Leaking vapor continued unabated, the report states. By the time senior staff and civil authorities could reach the site, the entire installation had been engulfed in flammable vapor.

"After about an hour and 15 minutes of the leak having started, there was a massive explosion followed by a huge fireball that covered the entire installation," the report states. "It is estimated that in this one hour and 15 or 20 minutes of uncontrolled leak, about 1,000 tons of MS could have escaped out, which would have generated enough vapor to cause an explosion with the equivalence of 20 tons of TNT."

The fire following the explosion soon spread through 10 other storage tanks containing an estimated 60,000 kiloliters (nearly 16 million gallons) of MS, kerosene and diesel, truck loading racks to deliver these products and the pipeline pumping facilities.

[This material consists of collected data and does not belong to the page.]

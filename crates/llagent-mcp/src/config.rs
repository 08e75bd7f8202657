//! `mcp.json` loading.
//!
//! Looked up in the working directory first, then `~/.llama-agent/`.
//! String values may reference `${VAR}`, resolved from the process
//! environment (unset variables expand to the empty string).

use std::collections::{BTreeMap, HashMap};
use std::path::{Path, PathBuf};
use std::sync::OnceLock;

use regex::Regex;
use serde::{Deserialize, Serialize};

use crate::McpError;

fn env_var_re() -> &'static Regex {
    static RE: OnceLock<Regex> = OnceLock::new();
    RE.get_or_init(|| Regex::new(r"\$\{([^}]+)\}").expect("env var regex"))
}

/// One server declaration.
#[derive(Clone, Debug, PartialEq, Serialize, Deserialize)]
pub struct McpServerConfig {
    /// Executable to spawn.
    pub command: String,
    /// Arguments.
    #[serde(default)]
    pub args: Vec<String>,
    /// Extra environment variables.
    #[serde(default)]
    pub env: HashMap<String, String>,
    /// Whether to start this server (default true).
    #[serde(default = "default_enabled")]
    pub enabled: bool,
    /// Per-call timeout in milliseconds (default 60000).
    #[serde(default = "default_timeout", rename = "timeout")]
    pub timeout_ms: u64,
}

fn default_enabled() -> bool {
    true
}

fn default_timeout() -> u64 {
    60_000
}

/// The whole `mcp.json` document.
#[derive(Clone, Debug, Default, PartialEq, Serialize, Deserialize)]
pub struct McpConfig {
    /// Declared servers by name.
    #[serde(default)]
    pub servers: BTreeMap<String, McpServerConfig>,
}

/// Expand `${VAR}` references from the process environment.
#[must_use]
pub fn expand_env_vars(value: &str) -> String {
    env_var_re()
        .replace_all(value, |caps: &regex::Captures<'_>| {
            std::env::var(&caps[1]).unwrap_or_default()
        })
        .into_owned()
}

/// Parse a config file, applying env expansion to command, args, and env
/// values.
pub fn load_config(path: &Path) -> Result<McpConfig, McpError> {
    let raw = std::fs::read_to_string(path)?;
    let mut config: McpConfig = serde_json::from_str(&raw).map_err(|e| McpError::Config {
        message: format!("invalid mcp.json: {e}"),
    })?;

    for server in config.servers.values_mut() {
        server.command = expand_env_vars(&server.command);
        for arg in &mut server.args {
            *arg = expand_env_vars(arg);
        }
        for value in server.env.values_mut() {
            *value = expand_env_vars(value);
        }
    }

    Ok(config)
}

/// Locate `mcp.json`: working directory first, then `~/.llama-agent/`.
#[must_use]
pub fn find_config(working_dir: &Path) -> Option<PathBuf> {
    let local = working_dir.join("mcp.json");
    if local.exists() {
        return Some(local);
    }
    let home = std::env::var("HOME").ok()?;
    let global = Path::new(&home).join(".llama-agent").join("mcp.json");
    global.exists().then_some(global)
}

// ─────────────────────────────────────────────────────────────────────────────
// Tests
// ─────────────────────────────────────────────────────────────────────────────

#[cfg(test)]
mod tests {
    use super::*;

    #[test]
    fn parses_minimal_config() {
        let tmp = tempfile::tempdir().unwrap();
        let path = tmp.path().join("mcp.json");
        std::fs::write(
            &path,
            r#"{"servers": {"files": {"command": "mcp-files"}}}"#,
        )
        .unwrap();

        let config = load_config(&path).unwrap();
        let server = &config.servers["files"];
        assert_eq!(server.command, "mcp-files");
        assert!(server.args.is_empty());
        assert!(server.enabled);
        assert_eq!(server.timeout_ms, 60_000);
    }

    #[test]
    fn parses_full_server_entry() {
        let tmp = tempfile::tempdir().unwrap();
        let path = tmp.path().join("mcp.json");
        std::fs::write(
            &path,
            r#"{"servers": {"db": {
                "command": "mcp-db",
                "args": ["--port", "5432"],
                "env": {"DB_NAME": "test"},
                "enabled": false,
                "timeout": 5000
            }}}"#,
        )
        .unwrap();

        let server = &load_config(&path).unwrap().servers["db"];
        assert_eq!(server.args, vec!["--port", "5432"]);
        assert_eq!(server.env["DB_NAME"], "test");
        assert!(!server.enabled);
        assert_eq!(server.timeout_ms, 5000);
    }

    #[test]
    fn invalid_json_is_config_error() {
        let tmp = tempfile::tempdir().unwrap();
        let path = tmp.path().join("mcp.json");
        std::fs::write(&path, "not json").unwrap();
        let err = load_config(&path).unwrap_err();
        assert!(matches!(err, McpError::Config { .. }));
    }

    #[test]
    fn env_vars_expand() {
        std::env::set_var("LLAGENT_TEST_MCP_VAR", "expanded");
        assert_eq!(
            expand_env_vars("prefix-${LLAGENT_TEST_MCP_VAR}-suffix"),
            "prefix-expanded-suffix"
        );
        assert_eq!(expand_env_vars("${LLAGENT_TEST_MCP_UNSET_VAR}"), "");
        assert_eq!(expand_env_vars("no refs"), "no refs");
    }

    #[test]
    fn env_vars_expand_inside_config_values() {
        std::env::set_var("LLAGENT_TEST_MCP_TOKEN", "s3cr3t");
        let tmp = tempfile::tempdir().unwrap();
        let path = tmp.path().join("mcp.json");
        std::fs::write(
            &path,
            r#"{"servers": {"api": {
                "command": "mcp-api",
                "args": ["--token", "${LLAGENT_TEST_MCP_TOKEN}"],
                "env": {"API_TOKEN": "${LLAGENT_TEST_MCP_TOKEN}"}
            }}}"#,
        )
        .unwrap();

        let server = &load_config(&path).unwrap().servers["api"];
        assert_eq!(server.args[1], "s3cr3t");
        assert_eq!(server.env["API_TOKEN"], "s3cr3t");
    }

    #[test]
    fn find_config_prefers_working_dir() {
        let tmp = tempfile::tempdir().unwrap();
        std::fs::write(tmp.path().join("mcp.json"), "{}").unwrap();
        assert_eq!(
            find_config(tmp.path()),
            Some(tmp.path().join("mcp.json"))
        );
    }

    #[test]
    fn find_config_missing_everywhere() {
        let tmp = tempfile::tempdir().unwrap();
        let prev_home = std::env::var("HOME").ok();
        std::env::set_var("HOME", tmp.path());
        assert_eq!(find_config(tmp.path()), None);
        if let Some(home) = prev_home {
            std::env::set_var("HOME", home);
        }
    }
}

Management of the terminal decided to allow the fires to burn out to avoid further risk to personnel.

"Non-availability of a self contained breathing apparatus (SCBA) and fire suits immediately left the entire response team as mere helpless spectators in preventing the incident," the report states.

Overall, the government report determined three root causes for the Jaipur disaster:

  • Absence of site specific written operating procedures,
  • Absence of devices that could have stopped the leak from a remote location, such as a motor operated valve on the side of the tank,
  • Insufficient understanding of the hazards, risks and consequences of the product involved.

"The lack of back up for emergency shut down from the control room, the absence of company officials in the control room and lack of any emergency response for a long period allowed leakage to go uncontrolled resulting in the massive vapor cloud explosion," the report states.